[WHAT THE EXERCISE ASKS] Only the lines containing "shown" belong in the answer; find them in the material below.

[WORKING DATA]
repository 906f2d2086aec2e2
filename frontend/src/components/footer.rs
//! Footer component

use leptos::*;

#[component]
pub fn Footer() -> impl IntoView {
    view! {
        <footer>
            <div>"Powered by " <span class="rust-badge">"🦀 Rust + Leptos"</span></div>
        </footer>
    }
}
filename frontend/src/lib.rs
//! Direct Upload - Frontend Rust/Leptos Application
//!
//! A WebAssembly widget that uploads a file straight to object storage:
//! the backend only issues a pre-signed URL, the bytes never transit
//! through it.
//!
//! # Architecture
//!
//! ```text
//! ┌──────────────────┐   upload()   ┌──────────────────┐  events   ┌──────────────────┐
//! │ SelectionManager │────────────▶│     Uploader     │─────────▶│  PresenterState  │
//! │ (picker / drop)  │              │ (state machine)  │           │ (status, progress)│
//! └──────────────────┘              └────────┬─────────┘           └──────────────────┘
//!                                            │ UploadTransport
//!                          POST /api/uploads/presigned-url, PUT <uploadUrl>
//! ```
//!
//! # Modules
//!
//! - [`config`] - Endpoint and policy constants, [`UploadOptions`]
//! - [`types`] - Selection, wire, transfer and workflow types
//! - [`error`] - [`UploadError`] and its user-facing messages
//! - [`services`] - Selection, orchestration and browser transport
//! - [`presenter`] - Display state derived from upload events
//! - [`components`] - UI components

use leptos::*;
use leptos_meta::*;
use leptos_router::*;

// =============================================================================
// Module declarations
// =============================================================================

pub mod config;
pub mod error;
pub mod types;
pub mod services;
pub mod presenter;
pub mod components;

// =============================================================================
// Re-exports
// =============================================================================

// Configuration
pub use config::*;

// Types
pub use types::{
    // Selection
    SelectedFile,
    // API
    DestinationRequest, UploadDestination, HttpReply,
    // Transfer
    TransferProgress, TransferSignal,
    // Workflow
    UploadEvent, UploadState,
};

// Errors
pub use error::{TransportError, UploadError, UploadResult};

// Presentation
pub use presenter::{PresenterState, StatusMessage};

// Components
pub use components::*;

// Services
pub use services::*;

// =============================================================================
// Application
// =============================================================================

#[component]
pub fn App() -> impl IntoView {
    provide_meta_context();

    view! {
        <Title text=APP_NAME/>
        <Router>
            <main>
                <Routes>
                    <Route path="/" view=MainContent/>
                </Routes>
            </main>
        </Router>
    }
}

#[component]
fn MainContent() -> impl IntoView {
    view! {
        <div class="container">
            <Hero/>
            <UploadSection/>
        </div>

        <Footer/>
    }
}
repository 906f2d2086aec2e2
//! Application configuration.
//!
//! Centralized configuration for the upload widget. Values are compiled in;
//! [`UploadOptions`] gathers the ones the orchestrator needs so tests can
//! override them.

/// Backend API base URL.
///
/// Empty means same origin as the page serving the widget.
pub const API_BASE_URL: &str = "";

/// Path of the endpoint that issues pre-signed upload URLs.
pub const PRESIGNED_URL_PATH: &str = "/api/uploads/presigned-url";

/// Media type sent when the browser reports none for a file.
pub const DEFAULT_CONTENT_TYPE: &str = "application/octet-stream";

/// The only transfer status treated as success by default.
pub const TRANSFER_SUCCESS_STATUS: u16 = 200;

/// Application name, used for the page title.
pub const APP_NAME: &str = "Direct Upload";

/// Options for a [`crate::Uploader`].
#[derive(Clone, Debug, PartialEq)]
pub struct UploadOptions {
    /// Base URL prepended to [`PRESIGNED_URL_PATH`].
    pub api_base: String,
    /// Treat every 2xx transfer status as success instead of only 200.
    pub accept_any_2xx: bool,
}

impl Default for UploadOptions {
    fn default() -> Self {
        Self {
            api_base: API_BASE_URL.to_string(),
            accept_any_2xx: false,
        }
    }
}

impl UploadOptions {
    /// Full URL of the destination-issuing endpoint.
    pub fn destination_endpoint(&self) -> String {
        format!("{}{}", self.api_base.trim_end_matches('/'), PRESIGNED_URL_PATH)
    }

    /// Whether a transfer response status counts as a completed upload.
    pub fn accepts_transfer_status(&self, status: u16) -> bool {
        if self.accept_any_2xx {
            (200..300).contains(&status)
        } else {
            status == TRANSFER_SUCCESS_STATUS
        }
    }
}
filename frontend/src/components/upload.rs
//! Upload widget with drag & drop support.
//!
//! Wires browser events to the [`SelectionManager`] and the [`Uploader`],
//! and renders the [`PresenterState`] they produce.

use std::rc::Rc;

use leptos::*;
use web_sys::{DragEvent, Event, File};

use crate::components::{ProgressBar, StatusBanner};
use crate::error::UploadError;
use crate::presenter::PresenterState;
use crate::services::{BrowserTransport, SelectionManager, Uploader};

#[component]
pub fn UploadSection() -> impl IntoView {
    let presenter = create_rw_signal(PresenterState::default());
    let selection = store_value(SelectionManager::<File>::new());
    let uploader = Rc::new(Uploader::new(BrowserTransport));
    let input_ref = create_node_ref::<html::Input>();

    let on_file_change = move |_: Event| {
        let Some(input) = input_ref.get() else {
            return;
        };
        let mut selected = None;
        selection.update_value(|s| selected = s.select_from_input(&input).map(|f| f.name.clone()));
        if let Some(name) = selected {
            presenter.update(|p| p.show_selection(&name));
        }
    };

    let on_drag_over = move |ev: DragEvent| {
        ev.prevent_default();
        presenter.update(|p| p.set_drag_active(true));
    };

    let on_drag_leave = move |_: DragEvent| {
        presenter.update(|p| p.set_drag_active(false));
    };

    let on_drop = move |ev: DragEvent| {
        ev.prevent_default();
        presenter.update(|p| p.set_drag_active(false));

        let Some(files) = ev.data_transfer().and_then(|dt| dt.files()) else {
            return;
        };
        let input = input_ref.get();
        let input = input.as_deref();
        let mut selected = None;
        selection.update_value(|s| {
            selected = s.select_from_drop(&files, input).map(|f| f.name.clone())
        });
        if let Some(name) = selected {
            presenter.update(|p| p.show_selection(&name));
        }
    };

    let on_upload = move |_| {
        let current = selection.get_value();
        let uploader = Rc::clone(&uploader);

        spawn_local(async move {
            let result = uploader
                .upload(&current, |event| presenter.update(|p| p.apply(&event)))
                .await;

            match result {
                Ok(destination) => log::debug!("Uploaded to {}", destination.upload_url),
                Err(UploadError::NoFileSelected) => alert(&UploadError::NoFileSelected.to_string()),
                Err(UploadError::Busy) => log::warn!("Upload already running"),
                // Already shown through the status banner
                Err(_) => {}
            }
        });
    };

    view! {
        <div class="upload-card">
            <div
                class="drop-zone"
                id="dropZone"
                class:dragging=move || presenter.with(|p| p.drag_active)
                on:dragover=on_drag_over
                on:dragleave=on_drag_leave
                on:drop=on_drop
            >
                <div class="upload-icon">"📤"</div>
                <div class="upload-text">"Drag & drop a file here"</div>
                <div class="upload-hint">"or"</div>
                <label for="fileInput" class="choose-button">
                    "Choose a file"
                </label>
                <input
                    type="file"
                    id="fileInput"
                    style="display:none"
                    node_ref=input_ref
                    on:change=on_file_change
                />
            </div>

            <Show
                when=move || presenter.with(|p| p.file_name.is_some())
                fallback=|| view! { }
            >
                <div class="file-name" id="fileName">
                    {move || presenter.with(|p| p.file_name.clone().unwrap_or_default())}
                </div>
            </Show>

            <button
                class="upload-button"
                on:click=on_upload
                disabled=move || presenter.with(|p| p.busy)
            >
                {move || if presenter.with(|p| p.busy) { "⏳ Uploading..." } else { "Upload" }}
            </button>

            <ProgressBar presenter=presenter/>
            <StatusBanner presenter=presenter/>
        </div>
    }
}

fn alert(message: &str) {
    if let Some(window) = web_sys::window() {
        let _ = window.alert_with_message(message);
    }
}
//! Hero section component

use leptos::*;

#[component]
pub fn Hero() -> impl IntoView {
    view! {
        <div class="hero">
            <h1>"Direct Upload"</h1>
            <p class="subtitle">
                "Files go straight from your browser to storage through a pre-signed URL. "
                "Nothing passes through the application server."
            </p>
        </div>
    }
}
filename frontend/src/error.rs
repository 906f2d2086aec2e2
//! Error types for the upload workflow.
//!
//! - [`UploadError`] - every way an upload attempt can end without success
//! - [`TransportError`] - failures reported by an [`crate::UploadTransport`]
//!
//! The `Display` text of [`UploadError`] is the message shown to the user.

use thiserror::Error;

/// Placeholder shown when the storage endpoint answers with an empty body.
pub const EMPTY_TRANSFER_BODY: &str = "No response from S3";

/// Errors ending an upload attempt.
#[derive(Clone, Debug, Error, PartialEq)]
pub enum UploadError {
    /// Upload triggered with nothing selected.
    #[error("Please select a file")]
    NoFileSelected,

    /// Another attempt is still running.
    #[error("An upload is already in progress")]
    Busy,

    /// The destination-issuing endpoint answered with a non-2xx status.
    #[error("Backend error ❌\nStatus: {status}\nResponse: {body}")]
    DestinationRequestFailed { status: u16, body: String },

    /// The destination-issuing endpoint could not be reached.
    #[error("Network error ❌ Unable to reach backend: {0}")]
    DestinationUnreachable(String),

    /// A 2xx destination response did not carry an upload URL.
    #[error("Backend error ❌\nInvalid response: {0}")]
    InvalidDestination(String),

    /// The storage endpoint answered with a status that is not success.
    #[error("Upload failed ❌\nStatus: {status}\nResponse: {}", or_placeholder(.body))]
    TransferHttpFailed { status: u16, body: String },

    /// The storage endpoint could not be reached.
    #[error("Network error ❌ Unable to reach S3")]
    TransferNetworkFailed,
}

fn or_placeholder(body: &str) -> &str {
    if body.is_empty() {
        EMPTY_TRANSFER_BODY
    } else {
        body
    }
}

/// Result type alias for upload operations.
pub type UploadResult<T> = Result<T, UploadError>;

/// Failure below HTTP: the request could not be built, sent or answered.
#[derive(Clone, Debug, Error, PartialEq)]
#[error("{0}")]
pub struct TransportError(pub String);

impl TransportError {
    pub fn new(message: impl Into<String>) -> Self {
        Self(message.into())
    }
}
//! Upload workflow services.
//!
//! # Services
//!
//! - [`selection`] - the single file chosen by the user
//! - [`upload`] - destination request and transfer orchestration
//! - [`transport`] - network seam and its browser implementation

pub mod selection;
pub mod transport;
pub mod upload;

pub use selection::*;
pub use transport::*;
pub use upload::*;
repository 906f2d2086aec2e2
//! UI Components for the upload widget.
//!
//! # Layout Components
//! - [`Hero`] - Main title and description
//! - [`Footer`] - Page footer
//!
//! # Feature Components
//! - [`UploadSection`] - File picker, drop zone and upload button
//! - [`ProgressBar`] - Transfer progress indicator
//! - [`StatusBanner`] - Success and failure messages

mod hero;
mod upload;
mod progress;
mod status;
mod footer;

pub use hero::*;
pub use upload::*;
pub use progress::*;
pub use status::*;
pub use footer::*;
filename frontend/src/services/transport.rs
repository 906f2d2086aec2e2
//! HTTP transport for the two upload calls.
//!
//! [`UploadTransport`] is the seam between the orchestrator and the network.
//! [`BrowserTransport`] implements it with `gloo-net` for the JSON request and
//! `XMLHttpRequest` for the transfer, since fetch reports no upload progress.

use std::pin::Pin;
use std::task::{Context, Poll};

use async_trait::async_trait;
use futures::channel::mpsc::{self, UnboundedReceiver};
use futures::stream::{LocalBoxStream, Stream, StreamExt};
use gloo_net::http::Request;
use wasm_bindgen::prelude::*;
use wasm_bindgen::JsCast;
use web_sys::{Blob, Event, File, ProgressEvent, XmlHttpRequest};

use crate::error::TransportError;
use crate::types::{DestinationRequest, HttpReply, TransferProgress, TransferSignal};

/// Signals of one running transfer, ending with a completion or a network error.
pub type TransferStream = LocalBoxStream<'static, TransferSignal>;

/// Network calls needed by [`crate::Uploader`].
#[async_trait(?Send)]
pub trait UploadTransport {
    /// File content handle sent by [`UploadTransport::start_transfer`].
    type Body;

    /// `POST` the request as JSON and return the raw reply.
    async fn request_destination(
        &self,
        url: &str,
        request: &DestinationRequest,
    ) -> Result<HttpReply, TransportError>;

    /// `PUT` the body to `url` and stream progress and completion.
    fn start_transfer(
        &self,
        url: &str,
        content_type: &str,
        body: &Self::Body,
    ) -> Result<TransferStream, TransportError>;
}

/// Transport backed by the browser networking APIs.
#[derive(Clone, Copy, Debug, Default)]
pub struct BrowserTransport;

#[async_trait(?Send)]
impl UploadTransport for BrowserTransport {
    type Body = File;

    async fn request_destination(
        &self,
        url: &str,
        request: &DestinationRequest,
    ) -> Result<HttpReply, TransportError> {
        let response = Request::post(url)
            .json(request)
            .map_err(|e| TransportError::new(format!("Failed to build request: {}", e)))?
            .send()
            .await
            .map_err(|e| TransportError::new(format!("HTTP request failed: {}", e)))?;

        let status = response.status();
        let body = body_or_unknown(response.text().await);

        Ok(HttpReply { status, body })
    }

    fn start_transfer(
        &self,
        url: &str,
        content_type: &str,
        body: &File,
    ) -> Result<TransferStream, TransportError> {
        XhrTransfer::start(url, content_type, body).map(|transfer| transfer.boxed_local())
    }
}

/// A `PUT` running on an `XMLHttpRequest`.
///
/// Owns the JS callbacks; dropping it detaches them from the request.
struct XhrTransfer {
    xhr: XmlHttpRequest,
    signals: UnboundedReceiver<TransferSignal>,
    _on_progress: Closure<dyn FnMut(ProgressEvent)>,
    _on_load: Closure<dyn FnMut(Event)>,
    _on_error: Closure<dyn FnMut(Event)>,
    _on_interrupted: Closure<dyn FnMut(Event)>,
}

impl XhrTransfer {
    fn start(url: &str, content_type: &str, body: &File) -> Result<Self, TransportError> {
        let xhr = XmlHttpRequest::new().map_err(js_error)?;
        xhr.open_with_async("PUT", url, true).map_err(js_error)?;
        xhr.set_request_header("Content-Type", content_type)
            .map_err(js_error)?;

        let (tx, signals) = mpsc::unbounded();

        let progress_tx = tx.clone();
        let on_progress = Closure::wrap(Box::new(move |event: ProgressEvent| {
            let progress = TransferProgress {
                loaded: event.loaded(),
                total: event.length_computable().then(|| event.total()),
            };
            let _ = progress_tx.unbounded_send(TransferSignal::Progress(progress));
        }) as Box<dyn FnMut(ProgressEvent)>);
        xhr.upload()
            .map_err(js_error)?
            .set_onprogress(Some(on_progress.as_ref().unchecked_ref()));

        let load_tx = tx.clone();
        let load_xhr = xhr.clone();
        let on_load = Closure::wrap(Box::new(move |_: Event| {
            let reply = HttpReply {
                status: load_xhr.status().unwrap_or(0),
                body: load_xhr.response_text().ok().flatten().unwrap_or_default(),
            };
            let _ = load_tx.unbounded_send(TransferSignal::Completed(reply));
        }) as Box<dyn FnMut(Event)>);
        xhr.set_onload(Some(on_load.as_ref().unchecked_ref()));

        let error_tx = tx.clone();
        let on_error = Closure::wrap(Box::new(move |_: Event| {
            let _ = error_tx.unbounded_send(TransferSignal::NetworkError);
        }) as Box<dyn FnMut(Event)>);
        xhr.set_onerror(Some(on_error.as_ref().unchecked_ref()));

        // Aborted or timed out requests never fire `load` or `error`.
        let on_interrupted = Closure::wrap(Box::new(move |event: Event| {
            log::warn!("Transfer interrupted: {}", event.type_());
            let _ = tx.unbounded_send(TransferSignal::NetworkError);
        }) as Box<dyn FnMut(Event)>);
        xhr.set_onabort(Some(on_interrupted.as_ref().unchecked_ref()));
        xhr.set_ontimeout(Some(on_interrupted.as_ref().unchecked_ref()));

        let blob: &Blob = body;
        xhr.send_with_opt_blob(Some(blob)).map_err(js_error)?;

        Ok(Self {
            xhr,
            signals,
            _on_progress: on_progress,
            _on_load: on_load,
            _on_error: on_error,
            _on_interrupted: on_interrupted,
        })
    }
}

impl Stream for XhrTransfer {
    type Item = TransferSignal;

    fn poll_next(mut self: Pin<&mut Self>, cx: &mut Context<'_>) -> Poll<Option<Self::Item>> {
        self.signals.poll_next_unpin(cx)
    }
}

impl Drop for XhrTransfer {
    fn drop(&mut self) {
        if let Ok(upload) = self.xhr.upload() {
            upload.set_onprogress(None);
        }
        self.xhr.set_onload(None);
        self.xhr.set_onerror(None);
        self.xhr.set_onabort(None);
        self.xhr.set_ontimeout(None);
    }
}

/// Body text of a reply, or a marker when it could not be read.
fn body_or_unknown<E: std::fmt::Display>(text: Result<String, E>) -> String {
    text.unwrap_or_else(|e| {
        log::warn!("Failed to read response body: {}", e);
        "Unknown error".to_string()
    })
}

fn js_error(value: JsValue) -> TransportError {
    TransportError::new(format!("{:?}", value))
}

#[cfg(test)]
mod tests {
    use super::*;

    #[test]
    fn test_unreadable_body_is_reported() {
        let body = body_or_unknown::<String>(Err("stream closed".to_string()));
        assert_eq!(body, "Unknown error");
    }

    #[test]
    fn test_readable_body_is_kept_verbatim() {
        assert_eq!(body_or_unknown::<String>(Ok("forbidden".to_string())), "forbidden");
        assert_eq!(body_or_unknown::<String>(Ok(String::new())), "");
    }
}
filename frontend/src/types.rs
//! Common types used across the upload widget.
//!
//! # Categories
//!
//! - **Selection Types** - the file chosen by the user
//! - **API Types** - destination request/response wire structures
//! - **Transfer Types** - progress and completion signals from the transport
//! - **Workflow Types** - orchestrator states and the events it emits

use serde::{Deserialize, Serialize};
use std::fmt;

use crate::config::DEFAULT_CONTENT_TYPE;
use crate::error::UploadError;

// =============================================================================
// Selection Types
// =============================================================================

/// A file chosen through the picker or a drop gesture.
///
/// `B` is the handle to the file content: `web_sys::File` in the browser,
/// any in-memory body in tests.
#[derive(Clone, Debug, PartialEq)]
pub struct SelectedFile<B> {
    /// File name as reported by the browser
    pub name: String,
    /// Media type as reported by the browser, possibly empty
    pub media_type: String,
    /// Size in bytes
    pub size: u64,
    /// Content handle
    pub body: B,
}

impl<B> SelectedFile<B> {
    pub fn new(name: impl Into<String>, media_type: impl Into<String>, size: u64, body: B) -> Self {
        Self {
            name: name.into(),
            media_type: media_type.into(),
            size,
            body,
        }
    }

    /// Media type used for both the destination request and the transfer.
    pub fn content_type(&self) -> &str {
        if self.media_type.is_empty() {
            DEFAULT_CONTENT_TYPE
        } else {
            &self.media_type
        }
    }
}

impl SelectedFile<web_sys::File> {
    /// Wrap a browser file handle.
    pub fn from_web_file(file: web_sys::File) -> Self {
        Self {
            name: file.name(),
            media_type: file.type_(),
            size: file.size() as u64,
            body: file,
        }
    }
}

// =============================================================================
// API Types
// =============================================================================

/// Body of `POST /api/uploads/presigned-url`.
#[derive(Clone, Debug, PartialEq, Serialize, Deserialize)]
pub struct DestinationRequest {
    pub filename: String,
    pub content_type: String,
}

/// Pre-signed destination returned by the backend.
///
/// Used for a single attempt and then dropped.
#[derive(Clone, Debug, PartialEq, Serialize, Deserialize)]
#[serde(rename_all = "camelCase")]
pub struct UploadDestination {
    /// URL accepting the `PUT` of the file bytes
    pub upload_url: String,
    /// Storage key chosen by the backend, when it reports one
    #[serde(default)]
    pub object_key: Option<String>,
}

/// Status and raw body of a completed HTTP exchange.
#[derive(Clone, Debug, PartialEq)]
pub struct HttpReply {
    pub status: u16,
    pub body: String,
}

impl HttpReply {
    pub fn new(status: u16, body: impl Into<String>) -> Self {
        Self {
            status,
            body: body.into(),
        }
    }

    /// 2xx status.
    pub fn is_success(&self) -> bool {
        (200..300).contains(&self.status)
    }
}

// =============================================================================
// Transfer Types
// =============================================================================

/// One upload progress notification.
#[derive(Clone, Copy, Debug, PartialEq)]
pub struct TransferProgress {
    /// Bytes sent so far
    pub loaded: f64,
    /// Total bytes, when the transport can compute it
    pub total: Option<f64>,
}

impl TransferProgress {
    /// Percentage sent, `loaded / total * 100`, when the total is known.
    pub fn percent(&self) -> Option<f64> {
        self.total
            .filter(|total| *total > 0.0)
            .map(|total| self.loaded / total * 100.0)
    }
}

/// Signals produced by a running transfer.
#[derive(Clone, Debug, PartialEq)]
pub enum TransferSignal {
    /// Bytes were sent
    Progress(TransferProgress),
    /// The storage endpoint answered
    Completed(HttpReply),
    /// No response could be obtained
    NetworkError,
}

// =============================================================================
// Workflow Types
// =============================================================================

/// Orchestrator state.
#[derive(Clone, Copy, Debug, Default, PartialEq, Eq)]
pub enum UploadState {
    #[default]
    Idle,
    RequestingDestination,
    Transferring,
    Succeeded,
    Failed,
}

impl UploadState {
    /// An attempt is running and holds the orchestrator.
    pub fn is_in_flight(&self) -> bool {
        matches!(self, UploadState::RequestingDestination | UploadState::Transferring)
    }
}

impl fmt::Display for UploadState {
    fn fmt(&self, f: &mut fmt::Formatter<'_>) -> fmt::Result {
        let name = match self {
            UploadState::Idle => "idle",
            UploadState::RequestingDestination => "requesting destination",
            UploadState::Transferring => "transferring",
            UploadState::Succeeded => "succeeded",
            UploadState::Failed => "failed",
        };
        f.write_str(name)
    }
}

/// Events emitted by the orchestrator during an attempt.
#[derive(Clone, Debug, PartialEq)]
pub enum UploadEvent {
    /// An attempt began; progress restarts at 0%
    Started,
    /// The orchestrator entered a new state
    StateChanged(UploadState),
    /// Transfer percentage (0-100)
    Progress(f64),
    /// Terminal success
    Succeeded,
    /// Terminal failure
    Failed(UploadError),
}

[TASK RESPONSE]
                // Already shown through the status banner
//! The `Display` text of [`UploadError`] is the message shown to the user.
/// Placeholder shown when the storage endpoint answers with an empty body.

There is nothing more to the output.